## Exercise goal
Transcribe only the lines of the listing below from the one holding "if self.claim_validator.audience(&audience, check)" through the one holding "accepts tokens with", inclusive, without any change.

## Information supplied
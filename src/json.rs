//! Compact JSON (de)serialization of claim maps.

use serde_json::{Map, Value};

/// Mapping from claim names to their values. Keys keep their insertion order.
pub type ClaimMap = Map<String, Value>;

/// Serializes claims to compact JSON, keeping keys in insertion order.
pub fn encode(claims: &ClaimMap) -> String {
    serde_json::to_string(claims).expect("serializing a JSON map cannot fail")
}

/// Parses claims from JSON text.
///
/// Empty input, malformed JSON and JSON values other than objects all produce
/// an empty map.
pub fn decode(text: &str) -> ClaimMap {
    if text.is_empty() {
        return ClaimMap::new();
    }
    match serde_json::from_str::<Value>(text) {
        Ok(Value::Object(map)) => map,
        Ok(_) | Err(_) => {
            tracing::trace!(json.len = text.len(), "JSON text is not an object; using empty claims");
            ClaimMap::new()
        }
    }
}
//! `Jwt` value object.

use zeroize::Zeroize;

use core::fmt;

use crate::ValidationError;

/// Checks that `token` consists of 3 non-empty segments separated by periods,
/// each made of base64url chars (optionally with `=` padding).
///
/// This is a shape check only; it says nothing about whether segments decode.
pub(crate) fn has_valid_structure(token: &str) -> bool {
    let is_segment_char = |ch: char| ch.is_ascii_alphanumeric() || matches!(ch, '-' | '_' | '=');
    let mut segment_count = 0;
    for segment in token.split('.') {
        segment_count += 1;
        if segment_count > 3 || segment.is_empty() || !segment.chars().all(is_segment_char) {
            return false;
        }
    }
    segment_count == 3
}

/// Raw token string paired with the secret it is signed with.
///
/// The token string is checked to have the [structure](crate::ClaimValidator::structure())
/// of a JWT on creation; its signature and claims are not checked. The secret is zeroed on drop.
///
/// # Examples
///
/// ```
/// use simple_jwt::Jwt;
///
/// let jwt = Jwt::new("aaa.bbb.ccc", "sec!ReT423*&")?;
/// assert_eq!(jwt.token(), "aaa.bbb.ccc");
/// assert!(Jwt::new("aaa.bbb", "sec!ReT423*&").is_err());
/// # Ok::<_, simple_jwt::ValidationError>(())
/// ```
#[derive(Clone, PartialEq, Eq)]
pub struct Jwt {
    token: String,
    secret: String,
}

impl fmt::Debug for Jwt {
    fn fmt(&self, formatter: &mut fmt::Formatter<'_>) -> fmt::Result {
        formatter
            .debug_struct("Jwt")
            .field("token", &self.token)
            .field("secret", &"_")
            .finish()
    }
}

impl Drop for Jwt {
    fn drop(&mut self) {
        self.secret.zeroize();
    }
}

impl Jwt {
    /// Creates a token from its string form and the secret it is signed with.
    ///
    /// # Errors
    ///
    /// Returns [`ValidationError::InvalidStructure`] if the token does not look like a JWT.
    pub fn new(token: impl Into<String>, secret: impl Into<String>) -> Result<Self, ValidationError> {
        let token = token.into();
        let mut secret = secret.into();
        if !has_valid_structure(&token) {
            secret.zeroize();
            return Err(ValidationError::InvalidStructure);
        }
        Ok(Self { token, secret })
    }

    /// Gets the token string.
    pub fn token(&self) -> &str {
        &self.token
    }

    /// Gets the secret.
    pub fn secret(&self) -> &str {
        &self.secret
    }

    /// Splits the token into its header, payload and signature segments.
    pub(crate) fn segments(&self) -> Result<[&str; 3], ValidationError> {
        let mut parts = self.token.splitn(4, '.');
        match (parts.next(), parts.next(), parts.next(), parts.next()) {
            (Some(header), Some(payload), Some(signature), None) => {
                Ok([header, payload, signature])
            }
            _ => Err(ValidationError::InvalidStructure),
        }
    }
}

impl fmt::Display for Jwt {
    fn fmt(&self, formatter: &mut fmt::Formatter<'_>) -> fmt::Result {
        formatter.write_str(&self.token)
    }
}

#[cfg(test)]
mod tests {
    use super::*;
    use assert_matches::assert_matches;

    const TOKEN: &str = "eyJhbGciOiJIUzI1NiIsInR5cCI6IkpXVCJ9.\
                         eyJzdWIiOiIxMjM0NTY3ODkwIiwibmFtZSI6IkpvaG4gRG9lIiwiaWF0IjoxNTE2MjM5MDIyfQ.\
                         SflKxwRJSMeKKF2QT4fwpMeJf36POk6yJV_adQssw5c";

    #[test]
    fn valid_structure() {
        assert!(has_valid_structure(TOKEN));
        assert!(has_valid_structure("a.b.c"));
        assert!(has_valid_structure("a==.b-_.c="));
    }

    #[test]
    fn invalid_token_structure() {
        let mangled = [
            "",
            "a.b",
            "a.b.c.d",
            "a..c",
            ".b.c",
            "a.b.",
            "a.b+.c",
            "a.b/.c",
            "a.b c.c",
            "a.b.c\n",
        ];
        for token in &mangled {
            assert!(!has_valid_structure(token), "{token:?}");
            assert_matches!(
                Jwt::new(*token, "secret").unwrap_err(),
                ValidationError::InvalidStructure
            );
        }

        let without_dots = TOKEN.replace('.', "");
        assert!(!has_valid_structure(&without_dots));
        let mut with_trailing_dot = TOKEN.to_owned();
        with_trailing_dot.push('.');
        assert!(!has_valid_structure(&with_trailing_dot));
    }

    #[test]
    fn accessors_and_segments() {
        let jwt = Jwt::new(TOKEN, "your-256-bit-secret").unwrap();
        assert_eq!(jwt.token(), TOKEN);
        assert_eq!(jwt.secret(), "your-256-bit-secret");
        assert_eq!(jwt.to_string(), TOKEN);

        let [header, payload, signature] = jwt.segments().unwrap();
        assert_eq!(header, "eyJhbGciOiJIUzI1NiIsInR5cCI6IkpXVCJ9");
        assert!(payload.starts_with("eyJzdWIi"));
        assert_eq!(signature, "SflKxwRJSMeKKF2QT4fwpMeJf36POk6yJV_adQssw5c");
    }

    #[test]
    fn debug_output_hides_secret() {
        let jwt = Jwt::new("a.b.c", "super-secret").unwrap();
        let debug = format!("{jwt:?}");
        assert!(!debug.contains("super-secret"), "{debug}");
    }
}
//! Token validation.

use chrono::{DateTime, Utc};

use crate::{
    alg::{Decode, Encode, Hs256},
    ClaimValidator, Jwt, Parser, ValidationError,
};

/// Checks a single token against its secret and its claims.
///
/// Each check is independent and may be invoked in any order; a check returns the validator
/// on success, so checks can be chained with `?`. The validator does not enforce which checks
/// are run: callers relying on the token for any security decision must call
/// [`Self::signature()`], and should call [`Self::algorithm_not_none()`].
///
/// The clock is read separately by each time-related check.
///
/// [`Self::signature()`] signs the raw `header.payload` segments of the token as received.
/// It does not re-encode the decoded claims, so tokens whose JSON is formatted differently
/// from [`Encode::encode()`] output still verify.
///
/// # Examples
///
/// ```
/// use chrono::Utc;
/// use simple_jwt::{Builder, Validator};
///
/// # fn main() -> Result<(), Box<dyn std::error::Error>> {
/// let jwt = Builder::new()
///     .set_secret("sec!ReT423*&")?
///     .set_expiration(Utc::now().timestamp() + 3_600)?
///     .set_audience("https://example.com")?
///     .build()?;
///
/// Validator::new(&jwt)
///     .structure()?
///     .signature()?
///     .algorithm_not_none()?
///     .expiration()?
///     .audience("https://example.com")?;
/// # Ok(())
/// # }
/// ```
#[derive(Debug, Clone)]
pub struct Validator<'a, E = Hs256, D = Hs256, F = fn() -> DateTime<Utc>> {
    parser: Parser<'a, D>,
    encoder: E,
    claim_validator: ClaimValidator<F>,
}

impl<'a> Validator<'a> {
    /// Creates a validator for an `HS256` token using the system clock.
    pub fn new(jwt: &'a Jwt) -> Self {
        Self::with_parts(Parser::new(jwt), Hs256, ClaimValidator::default())
    }
}

impl<'a, E, D, F> Validator<'a, E, D, F>
where
    E: Encode,
    D: Decode,
    F: Fn() -> DateTime<Utc>,
{
    /// Creates a validator from its collaborators.
    pub fn with_parts(parser: Parser<'a, D>, encoder: E, claim_validator: ClaimValidator<F>) -> Self {
        Self {
            parser,
            encoder,
            claim_validator,
        }
    }

    /// Gets the parser used by this validator.
    pub fn parser(&self) -> &Parser<'a, D> {
        &self.parser
    }

    fn fail(&self, err: ValidationError) -> ValidationError {
        tracing::debug!(
            jwt.error.code = err.code(),
            error = %err,
            "token validation failed"
        );
        err
    }

    /// Checks that the token has the shape of a JWT.
    pub fn structure(&self) -> Result<&Self, ValidationError> {
        if self.claim_validator.structure(self.parser.token()) {
            Ok(self)
        } else {
            Err(self.fail(ValidationError::InvalidStructure))
        }
    }

    /// Re-signs the encoded header and payload segments with the secret and compares
    /// the result with the token signature in constant time.
    ///
    /// The segments are signed as they appear in the token; decoded claims are not re-encoded.
    pub fn signature(&self) -> Result<&Self, ValidationError> {
        let signing_input = self.parser.signing_input().map_err(|err| self.fail(err))?;
        let actual = self.parser.signature().map_err(|err| self.fail(err))?;
        let generated = self.encoder.sign(signing_input, self.parser.secret());

        if self.claim_validator.signature(&generated, actual) {
            Ok(self)
        } else {
            Err(self.fail(ValidationError::InvalidSignature))
        }
    }

    /// Checks that the token has an `exp` claim in the future.
    pub fn expiration(&self) -> Result<&Self, ValidationError> {
        let expiration = self.parser.expiration().map_err(|err| self.fail(err))?;
        if self.claim_validator.expiration(expiration) {
            Ok(self)
        } else {
            Err(self.fail(ValidationError::Expired))
        }
    }

    /// Checks that the token has a non-zero `nbf` claim that has already passed.
    pub fn not_before(&self) -> Result<&Self, ValidationError> {
        let not_before = self.parser.not_before().map_err(|err| self.fail(err))?;
        if self.claim_validator.not_before(not_before) {
            Ok(self)
        } else {
            Err(self.fail(ValidationError::NotMature))
        }
    }

    /// Checks that the `aud` claim is `check`, or contains it.
    pub fn audience(&self, check: &str) -> Result<&Self, ValidationError> {
        let audience = self.parser.audience().map_err(|err| self.fail(err))?;
        if self.claim_validator.audience(&audience, check) {
            Ok(self)
        } else {
            Err(self.fail(ValidationError::AudienceMismatch))
        }
    }

    /// Checks that the `alg` header claim is in `allow_list`.
    ///
    /// **Warning.** An empty `allow_list` accepts tokens with the `none` algorithm.
    pub fn algorithm(&self, allow_list: &[&str]) -> Result<&Self, ValidationError> {
        let algorithm = self.parser.algorithm().map_err(|err| self.fail(err))?;
        if self.claim_validator.algorithm(&algorithm, allow_list) {
            Ok(self)
        } else {
            Err(self.fail(ValidationError::AlgorithmNotAllowed { actual: algorithm }))
        }
    }

    /// Checks that the `alg` header claim is not `none` (in any letter case).
    pub fn algorithm_not_none(&self) -> Result<&Self, ValidationError> {
        let algorithm = self.parser.algorithm().map_err(|err| self.fail(err))?;
        if self
            .claim_validator
            .algorithm(&algorithm.to_lowercase(), &["none"])
        {
            Err(self.fail(ValidationError::AlgorithmNone))
        } else {
            Ok(self)
        }
    }

    /// Returns the name of the algorithm this validator signs with.
    pub fn expected_algorithm(&self) -> String {
        self.encoder.algorithm().into_owned()
    }
}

## Exercise solution
        if self.claim_validator.audience(&audience, check) {
            Ok(self)
        } else {
            Err(self.fail(ValidationError::AudienceMismatch))
        }
    }

    /// Checks that the `alg` header claim is in `allow_list`.
    ///
    /// **Warning.** An empty `allow_list` accepts tokens with the `none` algorithm.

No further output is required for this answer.